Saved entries
*** Begin section ***
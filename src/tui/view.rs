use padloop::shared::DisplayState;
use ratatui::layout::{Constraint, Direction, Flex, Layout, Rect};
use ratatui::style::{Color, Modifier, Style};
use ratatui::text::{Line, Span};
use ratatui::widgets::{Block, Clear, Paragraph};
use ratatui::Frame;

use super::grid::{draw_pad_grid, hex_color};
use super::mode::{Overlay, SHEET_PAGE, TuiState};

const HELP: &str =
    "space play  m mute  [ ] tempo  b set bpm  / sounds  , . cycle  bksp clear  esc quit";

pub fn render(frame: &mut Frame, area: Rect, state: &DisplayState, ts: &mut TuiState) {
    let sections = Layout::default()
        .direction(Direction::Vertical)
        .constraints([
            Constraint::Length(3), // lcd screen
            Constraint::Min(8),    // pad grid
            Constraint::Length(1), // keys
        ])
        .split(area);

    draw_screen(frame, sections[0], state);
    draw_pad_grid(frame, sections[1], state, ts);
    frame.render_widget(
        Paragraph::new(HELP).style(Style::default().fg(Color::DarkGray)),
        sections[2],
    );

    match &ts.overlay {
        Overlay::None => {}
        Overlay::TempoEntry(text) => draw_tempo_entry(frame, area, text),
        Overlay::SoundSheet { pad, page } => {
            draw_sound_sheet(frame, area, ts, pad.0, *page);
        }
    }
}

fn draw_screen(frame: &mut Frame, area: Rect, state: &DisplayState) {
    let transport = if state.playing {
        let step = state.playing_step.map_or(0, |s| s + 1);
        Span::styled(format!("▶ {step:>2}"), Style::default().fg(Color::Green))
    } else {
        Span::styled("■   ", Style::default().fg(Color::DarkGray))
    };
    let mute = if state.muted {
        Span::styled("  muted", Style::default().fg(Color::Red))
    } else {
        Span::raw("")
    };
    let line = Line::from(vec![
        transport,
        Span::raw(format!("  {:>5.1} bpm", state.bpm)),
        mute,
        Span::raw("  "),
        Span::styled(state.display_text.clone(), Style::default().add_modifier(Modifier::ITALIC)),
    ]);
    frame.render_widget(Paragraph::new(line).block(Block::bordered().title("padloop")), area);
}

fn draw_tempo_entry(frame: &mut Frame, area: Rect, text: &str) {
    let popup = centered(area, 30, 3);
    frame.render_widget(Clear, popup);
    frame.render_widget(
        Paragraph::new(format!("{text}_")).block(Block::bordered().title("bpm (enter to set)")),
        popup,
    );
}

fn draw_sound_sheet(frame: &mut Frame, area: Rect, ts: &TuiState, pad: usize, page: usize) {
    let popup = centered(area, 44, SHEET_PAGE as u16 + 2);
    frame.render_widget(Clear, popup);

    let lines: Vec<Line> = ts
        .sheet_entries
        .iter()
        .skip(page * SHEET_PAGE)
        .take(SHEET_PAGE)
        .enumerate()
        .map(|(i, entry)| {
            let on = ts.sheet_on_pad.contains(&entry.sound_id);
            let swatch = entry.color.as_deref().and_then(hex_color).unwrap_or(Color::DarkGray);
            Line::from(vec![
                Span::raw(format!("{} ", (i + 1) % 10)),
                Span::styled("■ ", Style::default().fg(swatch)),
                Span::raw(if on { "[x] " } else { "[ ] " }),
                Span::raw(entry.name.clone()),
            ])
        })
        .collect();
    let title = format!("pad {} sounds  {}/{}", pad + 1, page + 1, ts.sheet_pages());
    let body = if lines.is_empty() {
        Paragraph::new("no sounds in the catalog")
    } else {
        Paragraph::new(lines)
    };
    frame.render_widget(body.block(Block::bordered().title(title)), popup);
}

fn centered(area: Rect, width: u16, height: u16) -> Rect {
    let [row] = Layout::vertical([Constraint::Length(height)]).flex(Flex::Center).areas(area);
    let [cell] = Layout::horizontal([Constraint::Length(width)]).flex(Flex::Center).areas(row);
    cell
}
*** End section ***
*** Begin section ***
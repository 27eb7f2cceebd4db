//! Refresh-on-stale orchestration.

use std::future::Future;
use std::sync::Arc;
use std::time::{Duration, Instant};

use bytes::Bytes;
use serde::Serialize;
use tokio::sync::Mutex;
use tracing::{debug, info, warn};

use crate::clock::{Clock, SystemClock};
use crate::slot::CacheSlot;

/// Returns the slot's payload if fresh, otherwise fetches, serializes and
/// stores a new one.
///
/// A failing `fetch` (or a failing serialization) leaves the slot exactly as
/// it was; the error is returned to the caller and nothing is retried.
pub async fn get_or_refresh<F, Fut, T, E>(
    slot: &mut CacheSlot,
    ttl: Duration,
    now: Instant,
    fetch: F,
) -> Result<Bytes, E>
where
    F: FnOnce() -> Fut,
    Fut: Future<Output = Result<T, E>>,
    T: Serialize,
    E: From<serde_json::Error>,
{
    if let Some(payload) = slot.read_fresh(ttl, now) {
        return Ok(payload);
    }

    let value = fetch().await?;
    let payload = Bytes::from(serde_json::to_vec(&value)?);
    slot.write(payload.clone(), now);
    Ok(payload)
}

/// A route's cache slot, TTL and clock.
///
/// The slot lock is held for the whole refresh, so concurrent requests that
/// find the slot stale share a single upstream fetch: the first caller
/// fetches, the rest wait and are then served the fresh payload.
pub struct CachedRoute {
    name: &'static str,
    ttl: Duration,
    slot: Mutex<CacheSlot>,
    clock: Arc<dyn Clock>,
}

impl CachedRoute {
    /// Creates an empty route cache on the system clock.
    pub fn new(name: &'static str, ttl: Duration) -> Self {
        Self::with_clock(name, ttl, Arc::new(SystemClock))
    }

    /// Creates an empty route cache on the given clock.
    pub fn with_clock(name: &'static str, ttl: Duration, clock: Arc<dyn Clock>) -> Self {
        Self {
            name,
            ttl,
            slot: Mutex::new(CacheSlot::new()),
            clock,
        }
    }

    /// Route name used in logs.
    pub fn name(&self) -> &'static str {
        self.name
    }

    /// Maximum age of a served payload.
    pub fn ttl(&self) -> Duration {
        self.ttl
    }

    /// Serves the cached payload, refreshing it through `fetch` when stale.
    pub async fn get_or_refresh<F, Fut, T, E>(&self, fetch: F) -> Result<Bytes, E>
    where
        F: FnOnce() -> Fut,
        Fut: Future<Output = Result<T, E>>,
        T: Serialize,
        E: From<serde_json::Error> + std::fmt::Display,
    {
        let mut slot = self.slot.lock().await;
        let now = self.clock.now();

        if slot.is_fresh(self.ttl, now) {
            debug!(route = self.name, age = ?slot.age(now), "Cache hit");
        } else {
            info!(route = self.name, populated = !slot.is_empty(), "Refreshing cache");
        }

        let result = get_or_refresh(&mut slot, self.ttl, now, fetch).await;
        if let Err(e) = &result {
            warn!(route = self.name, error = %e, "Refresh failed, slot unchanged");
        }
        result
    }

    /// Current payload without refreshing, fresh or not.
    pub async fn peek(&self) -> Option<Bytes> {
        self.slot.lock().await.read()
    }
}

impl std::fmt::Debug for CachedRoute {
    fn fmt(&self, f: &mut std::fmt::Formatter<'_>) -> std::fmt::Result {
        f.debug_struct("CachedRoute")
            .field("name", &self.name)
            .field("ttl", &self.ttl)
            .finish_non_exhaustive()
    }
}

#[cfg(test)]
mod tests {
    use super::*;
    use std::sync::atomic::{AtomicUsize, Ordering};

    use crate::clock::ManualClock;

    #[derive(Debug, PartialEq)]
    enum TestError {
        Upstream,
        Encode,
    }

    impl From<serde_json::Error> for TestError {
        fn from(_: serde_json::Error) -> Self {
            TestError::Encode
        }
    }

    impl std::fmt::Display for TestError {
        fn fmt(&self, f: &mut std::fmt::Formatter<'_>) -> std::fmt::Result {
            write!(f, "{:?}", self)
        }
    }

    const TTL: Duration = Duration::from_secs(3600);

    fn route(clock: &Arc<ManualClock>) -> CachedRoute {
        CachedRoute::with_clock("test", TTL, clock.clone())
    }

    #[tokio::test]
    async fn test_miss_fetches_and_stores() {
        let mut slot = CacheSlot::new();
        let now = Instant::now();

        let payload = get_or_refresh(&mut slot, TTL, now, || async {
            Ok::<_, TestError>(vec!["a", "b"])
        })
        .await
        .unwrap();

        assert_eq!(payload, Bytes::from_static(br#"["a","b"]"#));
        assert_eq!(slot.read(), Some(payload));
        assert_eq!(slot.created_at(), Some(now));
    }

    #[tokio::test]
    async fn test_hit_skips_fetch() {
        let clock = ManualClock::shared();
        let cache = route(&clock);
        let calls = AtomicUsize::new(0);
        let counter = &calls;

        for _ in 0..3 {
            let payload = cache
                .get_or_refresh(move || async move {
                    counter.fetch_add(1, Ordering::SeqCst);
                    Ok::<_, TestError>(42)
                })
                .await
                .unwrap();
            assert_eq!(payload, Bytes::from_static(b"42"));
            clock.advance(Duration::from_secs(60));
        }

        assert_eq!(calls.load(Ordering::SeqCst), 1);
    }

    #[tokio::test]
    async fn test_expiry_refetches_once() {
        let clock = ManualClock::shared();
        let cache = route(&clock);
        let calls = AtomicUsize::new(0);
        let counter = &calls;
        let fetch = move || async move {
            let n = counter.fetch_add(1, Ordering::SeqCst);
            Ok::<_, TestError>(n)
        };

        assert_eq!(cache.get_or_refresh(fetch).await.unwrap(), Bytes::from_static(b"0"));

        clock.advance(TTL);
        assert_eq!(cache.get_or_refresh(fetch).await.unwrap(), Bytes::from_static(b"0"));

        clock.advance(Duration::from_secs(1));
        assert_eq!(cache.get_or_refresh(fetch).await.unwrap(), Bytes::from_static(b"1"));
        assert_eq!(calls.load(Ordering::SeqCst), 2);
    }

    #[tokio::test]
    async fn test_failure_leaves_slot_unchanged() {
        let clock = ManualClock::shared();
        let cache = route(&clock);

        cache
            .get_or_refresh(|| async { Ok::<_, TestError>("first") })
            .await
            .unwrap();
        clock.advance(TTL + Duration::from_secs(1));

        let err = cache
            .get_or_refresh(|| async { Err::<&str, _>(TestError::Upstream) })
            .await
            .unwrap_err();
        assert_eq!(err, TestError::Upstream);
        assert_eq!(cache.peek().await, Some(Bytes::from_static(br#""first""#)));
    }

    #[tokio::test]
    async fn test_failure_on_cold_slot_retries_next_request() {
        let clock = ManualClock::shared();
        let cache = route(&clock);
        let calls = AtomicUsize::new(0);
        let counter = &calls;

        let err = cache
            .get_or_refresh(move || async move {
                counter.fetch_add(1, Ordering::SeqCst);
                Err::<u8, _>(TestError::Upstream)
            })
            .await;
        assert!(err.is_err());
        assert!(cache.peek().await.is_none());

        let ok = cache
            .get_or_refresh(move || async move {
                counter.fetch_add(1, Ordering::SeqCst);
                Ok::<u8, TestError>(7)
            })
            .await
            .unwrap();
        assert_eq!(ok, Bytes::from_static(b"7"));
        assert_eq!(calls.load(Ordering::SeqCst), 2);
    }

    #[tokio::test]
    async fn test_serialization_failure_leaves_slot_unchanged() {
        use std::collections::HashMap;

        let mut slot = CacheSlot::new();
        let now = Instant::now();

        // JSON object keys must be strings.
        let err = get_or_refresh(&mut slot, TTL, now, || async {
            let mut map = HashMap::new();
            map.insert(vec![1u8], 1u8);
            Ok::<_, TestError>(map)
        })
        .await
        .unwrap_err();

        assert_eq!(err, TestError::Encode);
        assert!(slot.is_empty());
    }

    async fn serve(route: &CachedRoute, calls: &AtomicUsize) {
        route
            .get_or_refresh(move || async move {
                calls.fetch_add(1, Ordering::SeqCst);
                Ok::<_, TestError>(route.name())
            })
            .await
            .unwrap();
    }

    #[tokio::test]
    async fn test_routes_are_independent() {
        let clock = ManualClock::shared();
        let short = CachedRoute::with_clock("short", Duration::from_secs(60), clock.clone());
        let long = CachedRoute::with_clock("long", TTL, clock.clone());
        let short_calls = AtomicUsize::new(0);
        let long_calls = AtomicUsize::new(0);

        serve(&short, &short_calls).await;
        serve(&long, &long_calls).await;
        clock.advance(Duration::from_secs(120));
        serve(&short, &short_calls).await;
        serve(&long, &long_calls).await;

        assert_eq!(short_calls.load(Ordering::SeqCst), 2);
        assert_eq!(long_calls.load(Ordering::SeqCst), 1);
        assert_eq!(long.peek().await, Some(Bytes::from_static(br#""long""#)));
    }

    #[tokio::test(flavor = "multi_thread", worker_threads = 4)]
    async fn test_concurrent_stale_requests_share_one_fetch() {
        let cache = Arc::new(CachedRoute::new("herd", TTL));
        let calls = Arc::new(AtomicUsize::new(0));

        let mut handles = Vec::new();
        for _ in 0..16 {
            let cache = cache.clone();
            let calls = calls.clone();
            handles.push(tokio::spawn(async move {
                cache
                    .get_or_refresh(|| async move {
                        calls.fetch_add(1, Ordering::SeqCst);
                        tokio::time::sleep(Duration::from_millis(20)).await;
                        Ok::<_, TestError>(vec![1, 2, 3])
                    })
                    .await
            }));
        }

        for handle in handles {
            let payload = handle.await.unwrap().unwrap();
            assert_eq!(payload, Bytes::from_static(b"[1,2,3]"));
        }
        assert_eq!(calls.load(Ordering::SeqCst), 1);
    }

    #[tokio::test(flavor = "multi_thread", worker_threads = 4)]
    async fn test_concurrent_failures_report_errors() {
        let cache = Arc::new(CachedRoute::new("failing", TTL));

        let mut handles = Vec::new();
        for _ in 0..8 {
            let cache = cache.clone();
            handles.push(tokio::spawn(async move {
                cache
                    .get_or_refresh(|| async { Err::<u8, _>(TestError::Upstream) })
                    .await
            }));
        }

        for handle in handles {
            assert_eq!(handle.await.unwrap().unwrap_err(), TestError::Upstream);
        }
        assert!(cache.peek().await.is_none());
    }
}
*** End section ***
WORK TASK: Check the lines above and copy each one that includes "CacheSlot".

WRITTEN SOLUTION:
use crate::slot::CacheSlot;
    slot: &mut CacheSlot,
    slot: Mutex<CacheSlot>,
            slot: Mutex::new(CacheSlot::new()),
        let mut slot = CacheSlot::new();
        let mut slot = CacheSlot::new();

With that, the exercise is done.